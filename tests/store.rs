mod common;

use common::TestWorkspace;
use csv_remap::data::{DataType, Value};
use csv_remap::export::{ExportConfig, ExportFormat};
use csv_remap::mapping::MappingSpec;
use csv_remap::store::{ConfigStore, JsonFileStore, ProjectConfig};

const SPEC_YAML: &str = r#"
mappings:
  - source: { key: a, header: A }
    target: { key: n, header: N }
transformationRules:
  n:
    sourceType: string
    targetType: integer
"#;

const SPEC_JSON: &str = r#"{
  "mappings": [
    {
      "source": { "key": "a", "header": "A" },
      "target": { "key": "n", "header": "N" }
    }
  ],
  "transformationRules": {
    "n": { "sourceType": "string", "targetType": "integer" }
  }
}"#;

#[test]
fn yaml_and_json_specs_parse_to_the_same_document() {
    let workspace = TestWorkspace::new();
    let yaml = MappingSpec::load(&workspace.write("spec.yaml", SPEC_YAML)).unwrap();
    let json = MappingSpec::load(&workspace.write("spec.json", SPEC_JSON)).unwrap();
    assert_eq!(yaml, json);

    assert_eq!(yaml.mappings.len(), 1);
    let rule = yaml.transformation_rules.get("n").expect("rule for n");
    assert_eq!(rule.source_type, DataType::String);
    assert_eq!(rule.target_type, DataType::Integer);
}

#[test]
fn spec_save_then_load_round_trips_in_both_formats() {
    let workspace = TestWorkspace::new();
    let spec = MappingSpec::load(&workspace.write("spec.yaml", SPEC_YAML)).unwrap();

    for name in ["copy.yaml", "copy.json"] {
        let path = workspace.join(name);
        spec.save(&path).unwrap();
        assert_eq!(MappingSpec::load(&path).unwrap(), spec, "format {name}");
    }
}

#[test]
fn out_of_range_confidence_is_rejected_at_load() {
    let workspace = TestWorkspace::new();
    let path = workspace.write(
        "bad.yaml",
        r#"
mappings:
  - source: { key: a, header: A, type: string, confidence: 1.5 }
    target: { key: b, header: B }
"#,
    );
    let err = MappingSpec::load(&path).unwrap_err();
    assert!(err.to_string().contains("Invalid source column 'a'"));
}

#[test]
fn rule_options_survive_the_yaml_round_trip() {
    let workspace = TestWorkspace::new();
    let path = workspace.write(
        "spec.yaml",
        r#"
mappings:
  - source: { key: p, header: P }
    target: { key: phone, header: Phone }
transformationRules:
  phone:
    sourceType: string
    targetType: phone
    options:
      countryCode: "44"
"#,
    );
    let spec = MappingSpec::load(&path).unwrap();
    let rule = spec.transformation_rules.get("phone").expect("phone rule");
    assert_eq!(
        rule.options.get("countryCode"),
        Some(&Value::String("44".to_string()))
    );
}

#[test]
fn project_config_wire_shape_is_camel_case_with_flattened_spec() {
    let spec: MappingSpec = serde_yaml::from_str(SPEC_YAML).unwrap();
    let config = ProjectConfig::new("orders", None, spec, ExportConfig::default());
    let json = serde_json::to_string_pretty(&config).unwrap();

    for key in [
        "\"createdAt\"",
        "\"updatedAt\"",
        "\"exportConfig\"",
        "\"transformationRules\"",
        "\"mappings\"",
        "\"includeHeaders\"",
    ] {
        assert!(json.contains(key), "missing {key} in {json}");
    }
    assert!(!json.contains("\"spec\""));
    // Unset optionals stay off the wire entirely.
    assert!(!json.contains("\"description\""));
    assert!(!json.contains("\"sheetName\""));

    let parsed: ProjectConfig = serde_json::from_str(&json).unwrap();
    assert_eq!(parsed, config);
}

#[test]
fn config_description_round_trips_when_present() {
    let spec: MappingSpec = serde_yaml::from_str(SPEC_YAML).unwrap();
    let config = ProjectConfig::new(
        "orders",
        Some("Monthly orders feed".to_string()),
        spec,
        ExportConfig::default(),
    );
    let json = serde_json::to_string(&config).unwrap();
    assert!(json.contains("\"description\":\"Monthly orders feed\""));

    let parsed: ProjectConfig = serde_json::from_str(&json).unwrap();
    assert_eq!(parsed.description.as_deref(), Some("Monthly orders feed"));
}

#[test]
fn store_survives_reopening_from_disk() {
    let workspace = TestWorkspace::new();
    let path = workspace.join("configs.json");

    let spec: MappingSpec = serde_yaml::from_str(SPEC_YAML).unwrap();
    let config = ProjectConfig::new(
        "orders",
        None,
        spec,
        ExportConfig {
            format: ExportFormat::Csv,
            include_headers: false,
            sheet_name: None,
        },
    );
    let id = config.id.clone();

    {
        let mut store = JsonFileStore::new(&path);
        store.save(config).unwrap();
    }

    let reopened = JsonFileStore::new(&path);
    let loaded = reopened.load(&id).unwrap().expect("persisted config");
    assert_eq!(loaded.name, "orders");
    assert!(!loaded.export_config.include_headers);
    assert!(!path.with_extension("tmp").exists());
}

#[test]
fn stores_work_behind_the_trait_object() {
    let workspace = TestWorkspace::new();
    let mut store: Box<dyn ConfigStore> =
        Box::new(JsonFileStore::new(workspace.join("configs.json")));

    let config = ProjectConfig::new("a", None, MappingSpec::default(), ExportConfig::default());
    let id = config.id.clone();
    store.save(config).unwrap();
    store
        .save(ProjectConfig::new(
            "b",
            None,
            MappingSpec::default(),
            ExportConfig::default(),
        ))
        .unwrap();

    assert_eq!(store.list().unwrap().len(), 2);
    assert!(store.delete(&id).unwrap());
    assert_eq!(store.list().unwrap().len(), 1);
}

#[test]
fn each_new_config_gets_a_distinct_id() {
    let a = ProjectConfig::new("same", None, MappingSpec::default(), ExportConfig::default());
    let b = ProjectConfig::new("same", None, MappingSpec::default(), ExportConfig::default());
    assert_ne!(a.id, b.id);
    assert_eq!(a.id.len(), 36);
}
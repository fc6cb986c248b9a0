//! Persistence of named mapping configurations.

use std::fs;
use std::path::PathBuf;

use anyhow::{Context, Result};
use chrono::{DateTime, Utc};
use serde::{Deserialize, Serialize};
use uuid::Uuid;

use crate::export::ExportConfig;
use crate::mapping::MappingSpec;

/// A saved mapping project. `spec` flattens so the wire shape keeps
/// `mappings` and `transformationRules` at the top level.
#[derive(Debug, Clone, PartialEq, Serialize, Deserialize)]
#[serde(rename_all = "camelCase")]
pub struct ProjectConfig {
    pub id: String,
    pub name: String,
    #[serde(default, skip_serializing_if = "Option::is_none")]
    pub description: Option<String>,
    pub created_at: DateTime<Utc>,
    pub updated_at: DateTime<Utc>,
    #[serde(flatten)]
    pub spec: MappingSpec,
    #[serde(default)]
    pub export_config: ExportConfig,
}

impl ProjectConfig {
    pub fn new(
        name: impl Into<String>,
        description: Option<String>,
        spec: MappingSpec,
        export_config: ExportConfig,
    ) -> Self {
        let now = Utc::now();
        ProjectConfig {
            id: Uuid::new_v4().to_string(),
            name: name.into(),
            description,
            created_at: now,
            updated_at: now,
            spec,
            export_config,
        }
    }
}

/// Injected key-value persistence for configs. Implementations own where
/// and how the configs live; callers only see ids.
pub trait ConfigStore {
    fn list(&self) -> Result<Vec<ProjectConfig>>;
    fn load(&self, id: &str) -> Result<Option<ProjectConfig>>;
    /// Upsert by id. Replacing an existing config refreshes `updated_at`.
    fn save(&mut self, config: ProjectConfig) -> Result<()>;
    /// Returns whether a config with the id existed.
    fn delete(&mut self, id: &str) -> Result<bool>;
}

/// Stores every config as one pretty-printed JSON array. A missing file
/// reads as an empty store; writes rename a temp file into place.
#[derive(Debug, Clone)]
pub struct JsonFileStore {
    path: PathBuf,
}

impl JsonFileStore {
    pub fn new(path: impl Into<PathBuf>) -> Self {
        JsonFileStore { path: path.into() }
    }

    fn read_all(&self) -> Result<Vec<ProjectConfig>> {
        if !self.path.exists() {
            return Ok(Vec::new());
        }
        let raw = fs::read_to_string(&self.path)
            .with_context(|| format!("Reading config store {:?}", self.path))?;
        if raw.trim().is_empty() {
            return Ok(Vec::new());
        }
        serde_json::from_str(&raw)
            .with_context(|| format!("Parsing config store {:?}", self.path))
    }

    fn write_all(&self, configs: &[ProjectConfig]) -> Result<()> {
        if let Some(parent) = self.path.parent() {
            if !parent.as_os_str().is_empty() {
                fs::create_dir_all(parent)
                    .with_context(|| format!("Creating config store directory {parent:?}"))?;
            }
        }
        let serialized =
            serde_json::to_string_pretty(configs).context("Serializing config store")?;
        let staged = self.path.with_extension("tmp");
        fs::write(&staged, serialized)
            .with_context(|| format!("Writing config store staging file {staged:?}"))?;
        fs::rename(&staged, &self.path)
            .with_context(|| format!("Replacing config store {:?}", self.path))
    }
}

impl ConfigStore for JsonFileStore {
    fn list(&self) -> Result<Vec<ProjectConfig>> {
        self.read_all()
    }

    fn load(&self, id: &str) -> Result<Option<ProjectConfig>> {
        Ok(self.read_all()?.into_iter().find(|config| config.id == id))
    }

    fn save(&mut self, config: ProjectConfig) -> Result<()> {
        let mut configs = self.read_all()?;
        match configs.iter_mut().find(|existing| existing.id == config.id) {
            Some(existing) => {
                *existing = ProjectConfig {
                    updated_at: Utc::now(),
                    ..config
                };
            }
            None => configs.push(config),
        }
        self.write_all(&configs)
    }

    fn delete(&mut self, id: &str) -> Result<bool> {
        let mut configs = self.read_all()?;
        let before = configs.len();
        configs.retain(|config| config.id != id);
        if configs.len() == before {
            return Ok(false);
        }
        self.write_all(&configs)?;
        Ok(true)
    }
}
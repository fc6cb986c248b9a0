//! Row-set transformation driven by mappings and per-target rules.

use log::{debug, warn};

use crate::convert::convert_value;
use crate::data::{Column, Mapping, Row, RuleSet, TransformedData, Value};

/// Builds one output row from one input row. Mapped cells with a rule go
/// through conversion (failures degrade to null); mappings without a rule
/// copy the source cell verbatim. Later mappings that reuse a target key
/// overwrite earlier ones.
pub fn transform_row(row: &Row, mappings: &[Mapping], rules: &RuleSet) -> Row {
    let absent = Value::Null;
    let mut output = Row::new();
    for mapping in mappings {
        let cell = row.get(&mapping.source.key).unwrap_or(&absent);
        let transformed = match rules.get(&mapping.target.key) {
            Some(rule) => {
                let result = convert_value(cell, rule.source_type, rule.target_type, &rule.options);
                if !result.success {
                    warn!(
                        "Failed to convert value for column '{}': {}",
                        mapping.target.key,
                        result.error.as_deref().unwrap_or("unknown error")
                    );
                }
                result.value
            }
            None => cell.clone(),
        };
        output.insert(mapping.target.key.clone(), transformed);
    }
    output
}

/// Output descriptors mirror the mapping list one-to-one. Type and
/// confidence carry the source column's inferred values, not the converted
/// target type; downstream consumers rely on that shape.
pub fn output_columns(mappings: &[Mapping]) -> Vec<Column> {
    mappings
        .iter()
        .map(|mapping| Column {
            key: mapping.target.key.clone(),
            header: mapping.target.header.clone(),
            data_type: mapping.source.data_type,
            confidence: mapping.source.confidence,
        })
        .collect()
}

/// Applies every mapping to every row. Per-cell failures never abort the
/// batch; the fatal path is reserved for conditions that prevent
/// processing the row set at all.
pub fn transform_data(rows: &[Row], mappings: &[Mapping], rules: &RuleSet) -> TransformedData {
    let data = rows
        .iter()
        .map(|row| transform_row(row, mappings, rules))
        .collect();
    TransformedData::new(data, output_columns(mappings))
}

/// Chunked variant for large row sets in interactive hosts. Results are
/// identical to a single `transform_data` call regardless of chunk size.
pub fn transform_chunks(
    rows: &[Row],
    mappings: &[Mapping],
    rules: &RuleSet,
    chunk_size: usize,
) -> TransformedData {
    if chunk_size == 0 {
        return TransformedData::failure("Chunk size must be at least 1");
    }
    let mut data = Vec::with_capacity(rows.len());
    for (index, chunk) in rows.chunks(chunk_size).enumerate() {
        for row in chunk {
            data.push(transform_row(row, mappings, rules));
        }
        debug!("transformed chunk {} ({} rows so far)", index + 1, data.len());
    }
    TransformedData::new(data, output_columns(mappings))
}

#[cfg(test)]
mod tests {
    use super::*;
    use crate::data::{DataType, TransformationRule};

    fn row_of(pairs: &[(&str, Value)]) -> Row {
        pairs
            .iter()
            .map(|(key, value)| (key.to_string(), value.clone()))
            .collect()
    }

    fn mapping(source: &str, target: &str) -> Mapping {
        Mapping {
            source: Column::new(source, source.to_uppercase()),
            target: Column::new(target, target.to_uppercase()),
        }
    }

    #[test]
    fn missing_source_cells_read_as_null() {
        let row = row_of(&[("a", Value::Integer(1))]);
        let mappings = vec![mapping("missing", "out")];
        let output = transform_row(&row, &mappings, &RuleSet::new());
        assert_eq!(output.get("out"), Some(&Value::Null));
    }

    #[test]
    fn duplicate_target_keys_resolve_last_write_wins() {
        let row = row_of(&[
            ("first", Value::String("one".to_string())),
            ("second", Value::String("two".to_string())),
        ]);
        let mappings = vec![mapping("first", "out"), mapping("second", "out")];
        let output = transform_row(&row, &mappings, &RuleSet::new());
        assert_eq!(output.get("out"), Some(&Value::String("two".to_string())));
    }

    #[test]
    fn unmapped_rules_copy_cells_verbatim() {
        let row = row_of(&[("a", Value::Float(2.5))]);
        let mappings = vec![mapping("a", "b")];
        let output = transform_row(&row, &mappings, &RuleSet::new());
        assert_eq!(output.get("b"), Some(&Value::Float(2.5)));
    }

    #[test]
    fn failed_conversions_degrade_to_null_without_aborting() {
        let row = row_of(&[
            ("a", Value::String("abc".to_string())),
            ("b", Value::String("42".to_string())),
        ]);
        let mappings = vec![mapping("a", "x"), mapping("b", "y")];
        let mut rules = RuleSet::new();
        rules.insert(
            "x".to_string(),
            TransformationRule::new(DataType::String, DataType::Number),
        );
        rules.insert(
            "y".to_string(),
            TransformationRule::new(DataType::String, DataType::Integer),
        );
        let output = transform_row(&row, &mappings, &rules);
        assert_eq!(output.get("x"), Some(&Value::Null));
        assert_eq!(output.get("y"), Some(&Value::Integer(42)));
    }

    #[test]
    fn zero_chunk_size_is_a_whole_batch_failure() {
        let result = transform_chunks(&[], &[], &RuleSet::new(), 0);
        assert!(result.is_failure());
        assert!(result.data.is_empty());
        assert!(result.columns.is_empty());
    }

    #[test]
    fn chunked_and_direct_transforms_agree() {
        let rows: Vec<Row> = (0..25)
            .map(|i| row_of(&[("n", Value::String(i.to_string()))]))
            .collect();
        let mappings = vec![mapping("n", "value")];
        let mut rules = RuleSet::new();
        rules.insert(
            "value".to_string(),
            TransformationRule::new(DataType::String, DataType::Integer),
        );
        let direct = transform_data(&rows, &mappings, &rules);
        let chunked = transform_chunks(&rows, &mappings, &rules, 7);
        assert_eq!(direct, chunked);
    }
}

**WORK ORDER**
Set down, exactly as they appear above, all lines from the one that has "Implementations own where" down to the one that has "fs::write(&staged, serialized)", including those two and no others.

**YOUR RESPONSE**
/// Injected key-value persistence for configs. Implementations own where
/// and how the configs live; callers only see ids.
pub trait ConfigStore {
    fn list(&self) -> Result<Vec<ProjectConfig>>;
    fn load(&self, id: &str) -> Result<Option<ProjectConfig>>;
    /// Upsert by id. Replacing an existing config refreshes `updated_at`.
    fn save(&mut self, config: ProjectConfig) -> Result<()>;
    /// Returns whether a config with the id existed.
    fn delete(&mut self, id: &str) -> Result<bool>;
}

/// Stores every config as one pretty-printed JSON array. A missing file
/// reads as an empty store; writes rename a temp file into place.
#[derive(Debug, Clone)]
pub struct JsonFileStore {
    path: PathBuf,
}

impl JsonFileStore {
    pub fn new(path: impl Into<PathBuf>) -> Self {
        JsonFileStore { path: path.into() }
    }

    fn read_all(&self) -> Result<Vec<ProjectConfig>> {
        if !self.path.exists() {
            return Ok(Vec::new());
        }
        let raw = fs::read_to_string(&self.path)
            .with_context(|| format!("Reading config store {:?}", self.path))?;
        if raw.trim().is_empty() {
            return Ok(Vec::new());
        }
        serde_json::from_str(&raw)
            .with_context(|| format!("Parsing config store {:?}", self.path))
    }

    fn write_all(&self, configs: &[ProjectConfig]) -> Result<()> {
        if let Some(parent) = self.path.parent() {
            if !parent.as_os_str().is_empty() {
                fs::create_dir_all(parent)
                    .with_context(|| format!("Creating config store directory {parent:?}"))?;
            }
        }
        let serialized =
            serde_json::to_string_pretty(configs).context("Serializing config store")?;
        let staged = self.path.with_extension("tmp");
        fs::write(&staged, serialized)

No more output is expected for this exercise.